■ Task to carry out
Which lines of the entries contain the string "filename"? Copy each of them.

■ Supplied data
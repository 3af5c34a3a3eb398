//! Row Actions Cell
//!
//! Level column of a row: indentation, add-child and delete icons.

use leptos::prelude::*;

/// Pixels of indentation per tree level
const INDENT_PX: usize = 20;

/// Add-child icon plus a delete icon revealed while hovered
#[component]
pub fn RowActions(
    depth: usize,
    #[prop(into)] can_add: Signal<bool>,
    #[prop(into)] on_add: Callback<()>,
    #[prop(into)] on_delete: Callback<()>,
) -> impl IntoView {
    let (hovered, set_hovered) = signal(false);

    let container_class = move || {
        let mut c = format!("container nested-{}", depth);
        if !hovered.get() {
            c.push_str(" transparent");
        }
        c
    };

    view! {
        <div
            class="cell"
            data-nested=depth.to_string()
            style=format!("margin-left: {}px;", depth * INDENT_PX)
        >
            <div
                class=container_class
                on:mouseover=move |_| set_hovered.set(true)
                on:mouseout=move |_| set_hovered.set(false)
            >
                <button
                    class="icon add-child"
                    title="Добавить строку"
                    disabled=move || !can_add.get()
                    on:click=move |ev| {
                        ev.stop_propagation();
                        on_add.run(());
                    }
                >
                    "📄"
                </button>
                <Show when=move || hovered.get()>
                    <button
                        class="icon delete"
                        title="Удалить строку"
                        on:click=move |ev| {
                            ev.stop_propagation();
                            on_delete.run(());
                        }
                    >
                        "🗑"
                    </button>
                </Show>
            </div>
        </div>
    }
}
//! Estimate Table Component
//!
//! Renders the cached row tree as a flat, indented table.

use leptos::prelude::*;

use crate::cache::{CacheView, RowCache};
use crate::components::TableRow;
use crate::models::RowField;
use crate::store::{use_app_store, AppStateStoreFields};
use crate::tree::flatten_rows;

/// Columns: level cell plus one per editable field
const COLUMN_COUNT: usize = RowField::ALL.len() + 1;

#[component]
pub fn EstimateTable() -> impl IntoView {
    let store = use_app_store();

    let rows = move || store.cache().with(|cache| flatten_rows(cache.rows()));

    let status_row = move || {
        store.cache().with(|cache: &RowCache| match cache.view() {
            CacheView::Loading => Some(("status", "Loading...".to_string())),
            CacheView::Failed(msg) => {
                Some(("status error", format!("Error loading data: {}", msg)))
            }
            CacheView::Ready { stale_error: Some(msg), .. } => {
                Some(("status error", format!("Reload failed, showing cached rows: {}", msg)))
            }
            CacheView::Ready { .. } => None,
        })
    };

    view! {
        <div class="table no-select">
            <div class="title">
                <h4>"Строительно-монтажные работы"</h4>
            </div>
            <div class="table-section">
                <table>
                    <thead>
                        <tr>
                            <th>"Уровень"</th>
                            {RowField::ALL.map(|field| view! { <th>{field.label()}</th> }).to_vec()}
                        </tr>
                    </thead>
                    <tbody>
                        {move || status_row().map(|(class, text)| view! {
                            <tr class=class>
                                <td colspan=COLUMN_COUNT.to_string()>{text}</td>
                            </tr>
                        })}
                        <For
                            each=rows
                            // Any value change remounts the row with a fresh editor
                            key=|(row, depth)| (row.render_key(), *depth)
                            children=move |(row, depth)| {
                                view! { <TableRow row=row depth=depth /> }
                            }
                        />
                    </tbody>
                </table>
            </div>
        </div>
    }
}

==

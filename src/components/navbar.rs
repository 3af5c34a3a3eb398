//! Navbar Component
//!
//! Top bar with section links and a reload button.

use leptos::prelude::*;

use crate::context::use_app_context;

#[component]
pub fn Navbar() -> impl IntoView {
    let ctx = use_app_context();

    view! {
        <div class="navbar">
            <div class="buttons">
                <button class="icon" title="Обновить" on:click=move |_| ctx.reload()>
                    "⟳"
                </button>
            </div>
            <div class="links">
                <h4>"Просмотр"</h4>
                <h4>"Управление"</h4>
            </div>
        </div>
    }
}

--

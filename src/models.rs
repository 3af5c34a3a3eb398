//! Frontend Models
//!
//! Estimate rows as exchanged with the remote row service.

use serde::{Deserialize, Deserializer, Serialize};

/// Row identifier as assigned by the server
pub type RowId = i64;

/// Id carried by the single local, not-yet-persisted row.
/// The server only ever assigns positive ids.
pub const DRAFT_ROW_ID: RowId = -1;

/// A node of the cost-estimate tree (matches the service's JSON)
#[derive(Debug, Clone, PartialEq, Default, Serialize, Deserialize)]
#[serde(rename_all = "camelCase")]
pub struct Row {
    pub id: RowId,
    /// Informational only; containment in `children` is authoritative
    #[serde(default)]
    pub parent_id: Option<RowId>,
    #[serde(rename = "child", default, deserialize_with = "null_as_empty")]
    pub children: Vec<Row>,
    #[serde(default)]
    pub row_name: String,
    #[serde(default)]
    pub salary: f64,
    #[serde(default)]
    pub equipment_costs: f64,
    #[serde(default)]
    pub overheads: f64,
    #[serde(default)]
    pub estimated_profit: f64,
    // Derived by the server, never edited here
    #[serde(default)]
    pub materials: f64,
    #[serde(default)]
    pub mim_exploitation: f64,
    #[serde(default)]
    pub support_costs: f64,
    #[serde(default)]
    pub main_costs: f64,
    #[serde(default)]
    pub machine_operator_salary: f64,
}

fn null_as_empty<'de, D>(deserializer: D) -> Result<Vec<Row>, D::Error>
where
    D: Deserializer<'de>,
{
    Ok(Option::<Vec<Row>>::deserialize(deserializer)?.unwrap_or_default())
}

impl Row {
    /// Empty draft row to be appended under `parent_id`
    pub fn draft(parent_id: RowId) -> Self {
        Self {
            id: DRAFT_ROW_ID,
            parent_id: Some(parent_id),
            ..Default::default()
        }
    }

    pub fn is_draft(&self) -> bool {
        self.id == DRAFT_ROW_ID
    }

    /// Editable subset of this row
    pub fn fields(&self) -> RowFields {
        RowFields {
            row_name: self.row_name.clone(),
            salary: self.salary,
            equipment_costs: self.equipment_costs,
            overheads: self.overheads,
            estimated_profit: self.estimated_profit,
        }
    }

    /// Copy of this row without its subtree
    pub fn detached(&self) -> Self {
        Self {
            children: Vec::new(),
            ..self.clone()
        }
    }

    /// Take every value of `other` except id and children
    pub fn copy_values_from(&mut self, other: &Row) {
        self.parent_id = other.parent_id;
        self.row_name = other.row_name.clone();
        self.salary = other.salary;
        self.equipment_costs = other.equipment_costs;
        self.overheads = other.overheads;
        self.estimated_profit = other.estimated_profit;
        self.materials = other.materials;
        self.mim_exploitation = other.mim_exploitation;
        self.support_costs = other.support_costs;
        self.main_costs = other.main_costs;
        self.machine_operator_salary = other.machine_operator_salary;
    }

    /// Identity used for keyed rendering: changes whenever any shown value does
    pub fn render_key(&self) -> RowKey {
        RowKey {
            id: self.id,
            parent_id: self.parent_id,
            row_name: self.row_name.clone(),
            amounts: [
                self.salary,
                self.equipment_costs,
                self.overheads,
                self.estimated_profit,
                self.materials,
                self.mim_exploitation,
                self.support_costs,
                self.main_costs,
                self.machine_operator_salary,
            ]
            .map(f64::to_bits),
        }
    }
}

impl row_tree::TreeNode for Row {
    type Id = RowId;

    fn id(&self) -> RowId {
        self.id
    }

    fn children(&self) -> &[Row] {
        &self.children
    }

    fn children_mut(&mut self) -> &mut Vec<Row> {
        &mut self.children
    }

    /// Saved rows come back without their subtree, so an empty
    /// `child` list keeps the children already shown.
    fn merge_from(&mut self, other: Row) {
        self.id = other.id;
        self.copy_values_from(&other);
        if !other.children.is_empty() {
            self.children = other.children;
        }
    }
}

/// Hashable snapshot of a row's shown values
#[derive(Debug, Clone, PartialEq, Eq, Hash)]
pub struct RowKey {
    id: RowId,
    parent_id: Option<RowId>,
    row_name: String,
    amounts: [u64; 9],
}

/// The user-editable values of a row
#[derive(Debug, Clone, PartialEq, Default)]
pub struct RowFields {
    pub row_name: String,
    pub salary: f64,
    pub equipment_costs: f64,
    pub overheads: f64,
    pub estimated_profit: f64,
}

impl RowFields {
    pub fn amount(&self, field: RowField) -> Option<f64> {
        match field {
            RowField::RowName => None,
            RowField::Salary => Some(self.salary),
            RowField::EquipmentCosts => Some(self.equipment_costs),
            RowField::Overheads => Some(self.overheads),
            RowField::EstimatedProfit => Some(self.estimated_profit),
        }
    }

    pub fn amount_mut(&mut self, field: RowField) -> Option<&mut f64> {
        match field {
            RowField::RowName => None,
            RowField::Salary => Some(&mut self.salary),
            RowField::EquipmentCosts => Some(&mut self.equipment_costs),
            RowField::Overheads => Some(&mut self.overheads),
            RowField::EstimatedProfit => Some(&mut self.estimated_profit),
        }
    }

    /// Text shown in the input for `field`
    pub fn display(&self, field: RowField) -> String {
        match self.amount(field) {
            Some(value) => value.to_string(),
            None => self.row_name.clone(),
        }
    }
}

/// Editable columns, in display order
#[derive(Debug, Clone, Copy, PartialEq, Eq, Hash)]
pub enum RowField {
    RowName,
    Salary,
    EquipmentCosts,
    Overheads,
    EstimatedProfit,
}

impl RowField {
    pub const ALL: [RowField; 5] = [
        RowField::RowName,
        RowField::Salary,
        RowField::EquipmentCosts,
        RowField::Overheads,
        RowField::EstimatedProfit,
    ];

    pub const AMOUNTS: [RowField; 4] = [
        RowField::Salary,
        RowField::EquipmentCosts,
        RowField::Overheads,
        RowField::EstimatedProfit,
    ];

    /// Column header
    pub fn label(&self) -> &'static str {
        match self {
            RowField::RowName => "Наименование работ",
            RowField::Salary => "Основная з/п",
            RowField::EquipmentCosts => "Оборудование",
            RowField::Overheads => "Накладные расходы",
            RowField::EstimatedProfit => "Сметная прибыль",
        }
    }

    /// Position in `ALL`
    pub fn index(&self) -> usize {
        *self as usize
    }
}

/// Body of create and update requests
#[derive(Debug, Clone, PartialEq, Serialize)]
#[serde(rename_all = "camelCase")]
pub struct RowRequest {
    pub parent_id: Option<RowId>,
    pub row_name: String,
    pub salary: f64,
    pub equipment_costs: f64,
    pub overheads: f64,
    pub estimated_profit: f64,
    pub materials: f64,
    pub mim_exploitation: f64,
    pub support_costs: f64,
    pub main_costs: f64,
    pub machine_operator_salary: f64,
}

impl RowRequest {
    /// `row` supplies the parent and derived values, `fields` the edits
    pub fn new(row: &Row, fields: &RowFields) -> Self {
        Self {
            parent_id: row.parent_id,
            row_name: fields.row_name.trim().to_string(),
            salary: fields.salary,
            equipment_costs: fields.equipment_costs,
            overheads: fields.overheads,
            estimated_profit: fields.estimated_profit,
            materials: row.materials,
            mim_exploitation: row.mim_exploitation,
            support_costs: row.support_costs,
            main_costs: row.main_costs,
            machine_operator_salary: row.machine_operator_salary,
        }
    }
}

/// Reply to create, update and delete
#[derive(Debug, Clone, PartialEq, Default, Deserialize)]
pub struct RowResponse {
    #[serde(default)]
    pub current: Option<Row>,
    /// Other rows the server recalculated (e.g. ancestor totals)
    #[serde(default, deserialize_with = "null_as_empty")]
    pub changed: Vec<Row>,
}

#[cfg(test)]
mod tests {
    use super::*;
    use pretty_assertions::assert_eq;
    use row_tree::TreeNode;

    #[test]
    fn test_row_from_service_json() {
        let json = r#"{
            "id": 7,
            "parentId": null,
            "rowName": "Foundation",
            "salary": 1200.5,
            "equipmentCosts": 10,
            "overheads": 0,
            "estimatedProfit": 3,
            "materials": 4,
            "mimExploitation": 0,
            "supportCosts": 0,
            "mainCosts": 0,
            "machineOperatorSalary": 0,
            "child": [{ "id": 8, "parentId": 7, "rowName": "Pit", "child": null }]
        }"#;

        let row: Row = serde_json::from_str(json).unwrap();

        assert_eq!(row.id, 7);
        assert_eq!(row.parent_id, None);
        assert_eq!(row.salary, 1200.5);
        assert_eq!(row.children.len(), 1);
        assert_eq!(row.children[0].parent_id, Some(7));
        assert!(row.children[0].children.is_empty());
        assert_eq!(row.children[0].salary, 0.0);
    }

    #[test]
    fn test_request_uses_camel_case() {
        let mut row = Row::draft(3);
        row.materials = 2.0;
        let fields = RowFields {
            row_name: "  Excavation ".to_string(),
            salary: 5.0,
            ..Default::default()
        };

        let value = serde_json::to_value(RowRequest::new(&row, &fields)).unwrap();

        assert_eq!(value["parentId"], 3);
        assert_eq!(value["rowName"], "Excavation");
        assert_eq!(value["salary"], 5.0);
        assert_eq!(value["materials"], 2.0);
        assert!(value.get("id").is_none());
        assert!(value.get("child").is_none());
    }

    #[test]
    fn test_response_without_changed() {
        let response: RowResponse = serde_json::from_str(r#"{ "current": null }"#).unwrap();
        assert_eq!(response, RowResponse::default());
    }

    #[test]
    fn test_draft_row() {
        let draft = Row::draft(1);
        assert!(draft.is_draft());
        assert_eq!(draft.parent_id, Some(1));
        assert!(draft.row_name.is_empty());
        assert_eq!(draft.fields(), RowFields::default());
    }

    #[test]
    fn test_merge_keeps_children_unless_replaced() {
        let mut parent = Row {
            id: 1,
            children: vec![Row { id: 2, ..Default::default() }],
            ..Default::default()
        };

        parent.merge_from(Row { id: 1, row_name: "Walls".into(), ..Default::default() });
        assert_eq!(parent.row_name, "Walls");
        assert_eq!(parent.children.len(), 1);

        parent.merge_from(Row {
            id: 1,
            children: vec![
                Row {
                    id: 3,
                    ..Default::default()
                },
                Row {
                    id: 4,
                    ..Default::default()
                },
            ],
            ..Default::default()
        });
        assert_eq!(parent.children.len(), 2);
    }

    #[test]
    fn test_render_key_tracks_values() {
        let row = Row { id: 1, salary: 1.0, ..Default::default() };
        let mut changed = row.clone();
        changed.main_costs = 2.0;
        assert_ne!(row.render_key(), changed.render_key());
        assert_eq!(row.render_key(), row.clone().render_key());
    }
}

■ Exercise output
filename src/components/navbar.rs
filename src/models.rs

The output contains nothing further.